Word for word, return every record.

----

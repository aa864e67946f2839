// Copyright (c) 2026 Bountyy Oy. All rights reserved.
// This software is proprietary and confidential.

//! HTTP client implementation

use std::sync::Arc;
use std::time::{Duration, Instant};

use async_trait::async_trait;
use reqwest::header::{HeaderMap, HeaderValue};
use reqwest::Client;

use super::request::Request;
use super::response::Response;
use super::DEFAULT_USER_AGENT;
use crate::error::{Error, Result};
use crate::network::{Fetch, ReadyState, ReadyStateListener, XhrEvent, XhrTransport};

/// HTTP client configuration
#[derive(Debug, Clone)]
pub struct HttpClientConfig {
    /// User agent string
    pub user_agent: String,
    /// Default timeout
    pub timeout: Duration,
    /// Default headers
    pub default_headers: HeaderMap,
    /// Proxy URL
    pub proxy: Option<String>,
}

impl Default for HttpClientConfig {
    fn default() -> Self {
        let mut default_headers = HeaderMap::new();
        default_headers.insert(
            "accept",
            HeaderValue::from_static("application/json, text/plain, */*"),
        );

        Self {
            user_agent: DEFAULT_USER_AGENT.to_string(),
            timeout: Duration::from_secs(30),
            default_headers,
            proxy: None,
        }
    }
}

/// reqwest-backed client serving both the fetch and the XHR surface
#[derive(Clone)]
pub struct HttpClient {
    client: Client,
    config: HttpClientConfig,
}

impl HttpClient {
    /// Create a new HTTP client with default configuration
    pub fn new() -> Result<Self> {
        Self::with_config(HttpClientConfig::default())
    }

    /// Create a new HTTP client with custom configuration
    pub fn with_config(config: HttpClientConfig) -> Result<Self> {
        let mut builder = Client::builder()
            .user_agent(&config.user_agent)
            .timeout(config.timeout)
            .default_headers(config.default_headers.clone());

        if let Some(ref proxy_url) = config.proxy {
            builder = builder.proxy(
                reqwest::Proxy::all(proxy_url)
                    .map_err(|e| Error::Config(format!("Invalid proxy URL: {}", e)))?,
            );
        }

        let client = builder.build()?;

        Ok(Self { client, config })
    }

    /// Execute a request
    pub async fn execute(&self, request: Request) -> Result<Response> {
        let start = Instant::now();

        let mut builder = self
            .client
            .request(request.method.clone(), request.url.clone());

        for (name, value) in request.headers.iter() {
            builder = builder.header(name, value);
        }

        if let Some(ref body) = request.body {
            builder = builder.body(body.to_bytes());
        }

        if let Some(timeout) = request.timeout {
            builder = builder.timeout(timeout);
        }

        let response = builder.send().await?;

        let final_url = response.url().clone();
        let status = response.status();
        let headers = response.headers().clone();
        let body = response.bytes().await?;
        let response_time = start.elapsed().as_millis() as u64;

        Ok(Response::new(status, headers, body, final_url, response_time))
    }

    /// Execute multiple requests concurrently
    pub async fn execute_all(&self, requests: Vec<Request>) -> Vec<Result<Response>> {
        let futures: Vec<_> = requests.into_iter().map(|r| self.execute(r)).collect();
        futures::future::join_all(futures).await
    }

    /// Get client configuration
    pub fn config(&self) -> &HttpClientConfig {
        &self.config
    }
}

#[async_trait]
impl Fetch for HttpClient {
    async fn fetch(&self, request: Request) -> Result<Response> {
        self.execute(request).await
    }
}

#[async_trait]
impl XhrTransport for HttpClient {
    async fn send(&self, request: Request, listener: Arc<dyn ReadyStateListener>) {
        listener.on_ready_state_change(&XhrEvent::state(ReadyState::Opened));

        match self.execute(request).await {
            Ok(response) => {
                listener.on_ready_state_change(&XhrEvent::state(ReadyState::HeadersReceived));
                listener.on_ready_state_change(&XhrEvent::state(ReadyState::Loading));
                listener.on_ready_state_change(&XhrEvent::done(response));
            }
            Err(e) => {
                listener.on_ready_state_change(&XhrEvent::failed(e.to_string()));
            }
        }
    }
}

#[cfg(test)]
mod tests {
    use super::*;
    use crate::network::XhrEventLog;
    use wiremock::matchers::{body_string, method, path};
    use wiremock::{Mock, MockServer, ResponseTemplate};

    #[test]
    fn test_client_creation() {
        let client = HttpClient::new().unwrap();
        assert_eq!(client.config().user_agent, DEFAULT_USER_AGENT);
    }

    #[tokio::test]
    async fn test_fetch_sends_encoded_body() {
        let server = MockServer::start().await;
        Mock::given(method("POST"))
            .and(path("/api/users.profile.get"))
            .and(body_string("user=U42"))
            .respond_with(ResponseTemplate::new(200).set_body_string("{}"))
            .mount(&server)
            .await;

        let client = HttpClient::new().unwrap();
        let request = Request::post(format!("{}/api/users.profile.get", server.uri()))
            .unwrap()
            .form([("user", "U42")]);
        let response = client.fetch(request).await.unwrap();

        assert_eq!(response.status_code(), 200);
    }

    #[tokio::test]
    async fn test_xhr_reports_ready_states_in_order() {
        let server = MockServer::start().await;
        Mock::given(method("GET"))
            .respond_with(ResponseTemplate::new(204))
            .mount(&server)
            .await;

        let client = HttpClient::new().unwrap();
        let log = Arc::new(XhrEventLog::default());
        let request = Request::get(server.uri()).unwrap();
        client.send(request, log.clone()).await;

        let states: Vec<ReadyState> = log.events().iter().map(|e| e.ready_state).collect();
        assert_eq!(
            states,
            vec![
                ReadyState::Opened,
                ReadyState::HeadersReceived,
                ReadyState::Loading,
                ReadyState::Done
            ]
        );
        assert_eq!(log.done().unwrap().response.unwrap().status_code(), 204);
    }

    #[tokio::test]
    async fn test_xhr_network_failure_ends_in_done_with_error() {
        let client = HttpClient::new().unwrap();
        let log = Arc::new(XhrEventLog::default());
        // Port 9 (discard) on localhost is expected to refuse connections.
        let request = Request::get("http://127.0.0.1:9/api/users.info").unwrap();
        client.send(request, log.clone()).await;

        let done = log.done().unwrap();
        assert!(done.response.is_none());
        assert!(done.error.is_some());
    }
}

----

■ SOLUTION FOR THIS EXERCISE:
repository aa864e67946f2839
// Copyright (c) 2026 Bountyy Oy. All rights reserved.
// This software is proprietary and confidential.

//! HTTP client implementation

use std::sync::Arc;
use std::time::{Duration, Instant};

use async_trait::async_trait;
use reqwest::header::{HeaderMap, HeaderValue};
use reqwest::Client;

use super::request::Request;
use super::response::Response;
use super::DEFAULT_USER_AGENT;
use crate::error::{Error, Result};
use crate::network::{Fetch, ReadyState, ReadyStateListener, XhrEvent, XhrTransport};

/// HTTP client configuration
#[derive(Debug, Clone)]
pub struct HttpClientConfig {
    /// User agent string
    pub user_agent: String,
    /// Default timeout
    pub timeout: Duration,
    /// Default headers
    pub default_headers: HeaderMap,
    /// Proxy URL
    pub proxy: Option<String>,
}

impl Default for HttpClientConfig {
    fn default() -> Self {
        let mut default_headers = HeaderMap::new();
        default_headers.insert(
            "accept",
            HeaderValue::from_static("application/json, text/plain, */*"),
        );

        Self {
            user_agent: DEFAULT_USER_AGENT.to_string(),
            timeout: Duration::from_secs(30),
            default_headers,
            proxy: None,
        }
    }
}

/// reqwest-backed client serving both the fetch and the XHR surface
#[derive(Clone)]
pub struct HttpClient {
    client: Client,
    config: HttpClientConfig,
}

impl HttpClient {
    /// Create a new HTTP client with default configuration
    pub fn new() -> Result<Self> {
        Self::with_config(HttpClientConfig::default())
    }

    /// Create a new HTTP client with custom configuration
    pub fn with_config(config: HttpClientConfig) -> Result<Self> {
        let mut builder = Client::builder()
            .user_agent(&config.user_agent)
            .timeout(config.timeout)
            .default_headers(config.default_headers.clone());

        if let Some(ref proxy_url) = config.proxy {
            builder = builder.proxy(
                reqwest::Proxy::all(proxy_url)
                    .map_err(|e| Error::Config(format!("Invalid proxy URL: {}", e)))?,
            );
        }

        let client = builder.build()?;

        Ok(Self { client, config })
    }

    /// Execute a request
    pub async fn execute(&self, request: Request) -> Result<Response> {
        let start = Instant::now();

        let mut builder = self
            .client
            .request(request.method.clone(), request.url.clone());

        for (name, value) in request.headers.iter() {
            builder = builder.header(name, value);
        }

        if let Some(ref body) = request.body {
            builder = builder.body(body.to_bytes());
        }

        if let Some(timeout) = request.timeout {
            builder = builder.timeout(timeout);
        }

        let response = builder.send().await?;

        let final_url = response.url().clone();
        let status = response.status();
        let headers = response.headers().clone();
        let body = response.bytes().await?;
        let response_time = start.elapsed().as_millis() as u64;

        Ok(Response::new(status, headers, body, final_url, response_time))
    }

    /// Execute multiple requests concurrently
    pub async fn execute_all(&self, requests: Vec<Request>) -> Vec<Result<Response>> {
        let futures: Vec<_> = requests.into_iter().map(|r| self.execute(r)).collect();
        futures::future::join_all(futures).await
    }

    /// Get client configuration
    pub fn config(&self) -> &HttpClientConfig {
        &self.config
    }
}

#[async_trait]
impl Fetch for HttpClient {
    async fn fetch(&self, request: Request) -> Result<Response> {
        self.execute(request).await
    }
}

#[async_trait]
impl XhrTransport for HttpClient {
    async fn send(&self, request: Request, listener: Arc<dyn ReadyStateListener>) {
        listener.on_ready_state_change(&XhrEvent::state(ReadyState::Opened));

        match self.execute(request).await {
            Ok(response) => {
                listener.on_ready_state_change(&XhrEvent::state(ReadyState::HeadersReceived));
                listener.on_ready_state_change(&XhrEvent::state(ReadyState::Loading));
                listener.on_ready_state_change(&XhrEvent::done(response));
            }
            Err(e) => {
                listener.on_ready_state_change(&XhrEvent::failed(e.to_string()));
            }
        }
    }
}

#[cfg(test)]
mod tests {
    use super::*;
    use crate::network::XhrEventLog;
    use wiremock::matchers::{body_string, method, path};
    use wiremock::{Mock, MockServer, ResponseTemplate};

    #[test]
    fn test_client_creation() {
        let client = HttpClient::new().unwrap();
        assert_eq!(client.config().user_agent, DEFAULT_USER_AGENT);
    }

    #[tokio::test]
    async fn test_fetch_sends_encoded_body() {
        let server = MockServer::start().await;
        Mock::given(method("POST"))
            .and(path("/api/users.profile.get"))
            .and(body_string("user=U42"))
            .respond_with(ResponseTemplate::new(200).set_body_string("{}"))
            .mount(&server)
            .await;

        let client = HttpClient::new().unwrap();
        let request = Request::post(format!("{}/api/users.profile.get", server.uri()))
            .unwrap()
            .form([("user", "U42")]);
        let response = client.fetch(request).await.unwrap();

        assert_eq!(response.status_code(), 200);
    }

    #[tokio::test]
    async fn test_xhr_reports_ready_states_in_order() {
        let server = MockServer::start().await;
        Mock::given(method("GET"))
            .respond_with(ResponseTemplate::new(204))
            .mount(&server)
            .await;

        let client = HttpClient::new().unwrap();
        let log = Arc::new(XhrEventLog::default());
        let request = Request::get(server.uri()).unwrap();
        client.send(request, log.clone()).await;

        let states: Vec<ReadyState> = log.events().iter().map(|e| e.ready_state).collect();
        assert_eq!(
            states,
            vec![
                ReadyState::Opened,
                ReadyState::HeadersReceived,
                ReadyState::Loading,
                ReadyState::Done
            ]
        );
        assert_eq!(log.done().unwrap().response.unwrap().status_code(), 204);
    }

    #[tokio::test]
    async fn test_xhr_network_failure_ends_in_done_with_error() {
        let client = HttpClient::new().unwrap();
        let log = Arc::new(XhrEventLog::default());
        // Port 9 (discard) on localhost is expected to refuse connections.
        let request = Request::get("http://127.0.0.1:9/api/users.info").unwrap();
        client.send(request, log.clone()).await;

        let done = log.done().unwrap();
        assert!(done.response.is_none());
        assert!(done.error.is_some());
    }
}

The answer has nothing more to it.